▶ _Supplied entries_:
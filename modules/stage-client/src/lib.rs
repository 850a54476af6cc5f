pub mod error;
pub mod types;

pub use error::{Result, StageClientError};
pub use types::{AnalyzeResponse, ReasonRequest, StageRequest};

use std::time::Duration;

use serde::de::DeserializeOwned;
use serde::Serialize;
use tracing::debug;

use deedscout_common::{Evidence, OwnershipResult, RoutingDecision, StageOutput};

const DEFAULT_TIMEOUT: Duration = Duration::from_secs(60);

/// Thin JSON-over-HTTP transport shared by the stage and reasoner clients.
#[derive(Clone)]
struct Transport {
    client: reqwest::Client,
    token: Option<String>,
}

impl Transport {
    fn new(token: Option<&str>, timeout: Duration) -> Result<Self> {
        let client = reqwest::Client::builder()
            .timeout(timeout)
            .build()
            .map_err(|e| StageClientError::Network(format!("Failed to build HTTP client: {e}")))?;

        Ok(Self {
            client,
            token: token.map(String::from),
        })
    }

    async fn post<B, T>(&self, endpoint: &str, body: &B) -> Result<T>
    where
        B: Serialize + ?Sized,
        T: DeserializeOwned,
    {
        let mut req = self.client.post(endpoint).json(body);
        if let Some(ref token) = self.token {
            req = req.bearer_auth(token);
        }

        let resp = req.send().await?;
        let status = resp.status();
        if !status.is_success() {
            let message = resp.text().await.unwrap_or_default();
            return Err(StageClientError::Api {
                status: status.as_u16(),
                message,
            });
        }

        let text = resp.text().await?;
        Ok(serde_json::from_str(&text)?)
    }
}

/// Client for one stage service. The service receives
/// `{stage, address, subject, evidence}` and answers with a stage output.
#[derive(Clone)]
pub struct StageClient {
    transport: Transport,
    url: String,
}

impl StageClient {
    pub fn new(url: &str, token: Option<&str>) -> Result<Self> {
        Self::with_timeout(url, token, DEFAULT_TIMEOUT)
    }

    pub fn with_timeout(url: &str, token: Option<&str>, timeout: Duration) -> Result<Self> {
        Ok(Self {
            transport: Transport::new(token, timeout)?,
            url: url.trim_end_matches('/').to_string(),
        })
    }

    pub fn url(&self) -> &str {
        &self.url
    }

    pub async fn lookup(&self, request: &StageRequest<'_>) -> Result<StageOutput> {
        debug!(url = %self.url, stage = %request.stage, subject = request.subject, "Stage lookup");
        self.transport.post(&self.url, request).await
    }
}

/// Client for the reasoning service: `POST {base}/decide` and `POST {base}/analyze`.
#[derive(Clone)]
pub struct ReasonerClient {
    transport: Transport,
    base_url: String,
}

impl ReasonerClient {
    pub fn new(base_url: &str, token: Option<&str>) -> Result<Self> {
        Self::with_timeout(base_url, token, DEFAULT_TIMEOUT)
    }

    pub fn with_timeout(base_url: &str, token: Option<&str>, timeout: Duration) -> Result<Self> {
        Ok(Self {
            transport: Transport::new(token, timeout)?,
            base_url: base_url.trim_end_matches('/').to_string(),
        })
    }

    pub async fn decide(&self, address: &str, evidence: &Evidence) -> Result<RoutingDecision> {
        let endpoint = format!("{}/decide", self.base_url);
        self.transport
            .post(&endpoint, &ReasonRequest { address, evidence })
            .await
    }

    /// `Ok(None)` when the service declines to judge.
    pub async fn analyze(
        &self,
        address: &str,
        evidence: &Evidence,
    ) -> Result<Option<OwnershipResult>> {
        let endpoint = format!("{}/analyze", self.base_url);
        let resp: AnalyzeResponse = self
            .transport
            .post(&endpoint, &ReasonRequest { address, evidence })
            .await?;
        Ok(resp.result)
    }
}
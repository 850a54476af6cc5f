use serde::{Deserialize, Serialize};

use deedscout_common::{Evidence, OwnershipResult, StageId};

/// Body posted to a stage service.
#[derive(Debug, Serialize)]
pub struct StageRequest<'a> {
    pub stage: StageId,
    pub address: &'a str,
    pub subject: &'a str,
    pub evidence: &'a Evidence,
}

/// Body posted to the reasoning service's `/decide` and `/analyze` endpoints.
#[derive(Debug, Serialize)]
pub struct ReasonRequest<'a> {
    pub address: &'a str,
    pub evidence: &'a Evidence,
}

#[derive(Debug, Deserialize)]
pub struct AnalyzeResponse {
    #[serde(default)]
    pub result: Option<OwnershipResult>,
}
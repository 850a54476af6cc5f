//! Owner-name and phone-number normalization shared by routing gates and the aggregator.

use regex::Regex;
use std::sync::LazyLock;

use crate::types::OwnerType;

static NON_NAME_RE: LazyLock<Regex> =
    LazyLock::new(|| Regex::new(r"[^\p{L}\p{M}\p{N}&\s]").unwrap());
static SPACES_RE: LazyLock<Regex> = LazyLock::new(|| Regex::new(r"\s+").unwrap());
static LLC_RE: LazyLock<Regex> = LazyLock::new(|| Regex::new(r"\bL\.?\s?L\.?\s?C\b\.?").unwrap());

/// Suffix spellings folded onto one canonical token.
const SUFFIX_CANON: &[(&str, &str)] = &[
    ("INCORPORATED", "INC"),
    ("CORPORATION", "CORP"),
    ("COMPANY", "CO"),
    ("LIMITED", "LTD"),
    ("ASSOCIATES", "ASSOC"),
];

const LLC_TOKENS: &[&str] = &["LLC", "LP", "LLP", "PLLC"];

const CORPORATE_TOKENS: &[&str] = &[
    "INC", "CORP", "CO", "LTD", "TRUST", "HOLDINGS", "ASSOC", "PARTNERS", "REALTY",
    "PROPERTIES", "MANAGEMENT", "BANK", "AUTHORITY", "FUND", "GROUP", "ENTERPRISES",
];

/// Uppercase, strip punctuation and collapse whitespace. Letters and digits of every
/// script are kept, so `"José García"` stays `"JOSÉ GARCÍA"`.
pub fn display_owner_name(name: &str) -> String {
    let upper = name.to_uppercase();
    let upper = LLC_RE.replace_all(&upper, "LLC");
    let stripped = NON_NAME_RE.replace_all(&upper, " ");
    SPACES_RE.replace_all(stripped.trim(), " ").into_owned()
}

/// Comparison key for owner names: the display form with entity suffixes canonicalized,
/// so that `"Acme Holdings, L.L.C."` and `"ACME HOLDINGS LLC"` compare equal.
pub fn normalize_owner_name(name: &str) -> String {
    display_owner_name(name)
        .split(' ')
        .filter(|t| !t.is_empty())
        .map(|token| {
            SUFFIX_CANON
                .iter()
                .find(|(long, _)| *long == token)
                .map(|(_, short)| *short)
                .unwrap_or(token)
        })
        .collect::<Vec<_>>()
        .join(" ")
}

/// Infer the owner type from entity markers in the name.
pub fn infer_owner_type(name: &str) -> OwnerType {
    let normalized = normalize_owner_name(name);
    if normalized.is_empty() || normalized == "UNKNOWN" {
        return OwnerType::Unknown;
    }
    let tokens: Vec<&str> = normalized.split(' ').collect();
    if tokens.iter().any(|t| LLC_TOKENS.contains(t)) {
        return OwnerType::Llc;
    }
    if tokens.iter().any(|t| CORPORATE_TOKENS.contains(t)) {
        return OwnerType::Corporation;
    }
    OwnerType::Individual
}

/// Reduce a phone number to its ten US digits. Returns `None` for anything that is not
/// a plausible ten-digit number after dropping a leading country code.
pub fn clean_phone(raw: &str) -> Option<String> {
    // Only ASCII digits count; other scripts' digits are dropped with the punctuation.
    let digits: String = raw.chars().filter(char::is_ascii_digit).collect();
    let digits = match digits.len() {
        11 if digits.starts_with('1') => digits[1..].to_string(),
        10 => digits,
        _ => return None,
    };
    // Area codes and exchanges never start with 0 or 1.
    if digits.starts_with(['0', '1']) || digits[3..].starts_with(['0', '1']) {
        return None;
    }
    Some(digits)
}

/// Format ten cleaned digits as `(XXX) XXX-XXXX`.
pub fn format_phone(digits: &str) -> String {
    if digits.len() != 10 || !digits.bytes().all(|b| b.is_ascii_digit()) {
        return digits.to_string();
    }
    format!("({}) {}-{}", &digits[..3], &digits[3..6], &digits[6..])
}

#[cfg(test)]
mod tests {
    use super::*;

    #[test]
    fn normalizes_punctuation_and_suffixes() {
        assert_eq!(normalize_owner_name("Acme Holdings, L.L.C."), "ACME HOLDINGS LLC");
        assert_eq!(normalize_owner_name("  acme   holdings llc "), "ACME HOLDINGS LLC");
        assert_eq!(normalize_owner_name("Widget Corporation"), "WIDGET CORP");
        assert_eq!(normalize_owner_name("Smith & Sons, Incorporated"), "SMITH & SONS INC");
    }

    #[test]
    fn empty_name_normalizes_to_empty() {
        assert_eq!(normalize_owner_name(" ,. "), "");
    }

    #[test]
    fn infers_entity_types() {
        assert_eq!(infer_owner_type("798 Lexington Ave L.L.C."), OwnerType::Llc);
        assert_eq!(infer_owner_type("Lexington Realty Corp"), OwnerType::Corporation);
        assert_eq!(infer_owner_type("Jane Q. Public"), OwnerType::Individual);
        assert_eq!(infer_owner_type(""), OwnerType::Unknown);
        assert_eq!(infer_owner_type("Unknown"), OwnerType::Unknown);
    }

    #[test]
    fn llc_detection_does_not_fire_inside_words() {
        assert_eq!(infer_owner_type("Gallcher Smith"), OwnerType::Individual);
    }

    #[test]
    fn cleans_phone_numbers() {
        assert_eq!(clean_phone("(212) 555-0147").as_deref(), Some("2125550147"));
        assert_eq!(clean_phone("+1 212.555.0147").as_deref(), Some("2125550147"));
        assert_eq!(clean_phone("555-0147"), None);
        assert_eq!(clean_phone("(012) 555-0147"), None);
        assert_eq!(clean_phone("not a phone"), None);
    }

    #[test]
    fn non_ascii_digits_never_count_toward_a_phone() {
        assert_eq!(clean_phone("21٣555014"), None);
        assert_eq!(clean_phone("٢١٢٥٥٥٠١٤٧"), None);
        assert_eq!(clean_phone("２１２-５５５-０１４７"), None);
        assert_eq!(clean_phone("212٣555-0147").as_deref(), Some("2125550147"));
    }

    #[test]
    fn formats_ten_digits() {
        assert_eq!(format_phone("2125550147"), "(212) 555-0147");
        assert_eq!(format_phone("12345"), "12345");
        assert_eq!(format_phone("21٣5550"), "21٣5550");
    }

    #[test]
    fn keeps_letters_from_every_script() {
        assert_eq!(normalize_owner_name("José García"), "JOSÉ GARCÍA");
        assert_eq!(normalize_owner_name("Zoë Müller, L.L.C."), "ZOË MÜLLER LLC");
        assert_eq!(normalize_owner_name("王伟"), "王伟");
        assert_eq!(normalize_owner_name("王 伟。"), "王 伟");
        assert_eq!(infer_owner_type("王伟"), OwnerType::Individual);
        assert_eq!(infer_owner_type("Zoë Müller LLC"), OwnerType::Llc);
    }

    #[test]
    fn display_form_keeps_suffix_spelling() {
        assert_eq!(display_owner_name("Widget Corporation."), "WIDGET CORPORATION");
        assert_eq!(normalize_owner_name("Widget Corporation."), "WIDGET CORP");
    }
}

▶ _Your objective_:
Starting at the line that has "that is not" and ending at the line that has "pub fn clean_phone(raw: &str)", please write out the lines above exactly, leaving out all others.

▶ _Result for this exercise_:
/// Reduce a phone number to its ten US digits. Returns `None` for anything that is not
/// a plausible ten-digit number after dropping a leading country code.
pub fn clean_phone(raw: &str) -> Option<String> {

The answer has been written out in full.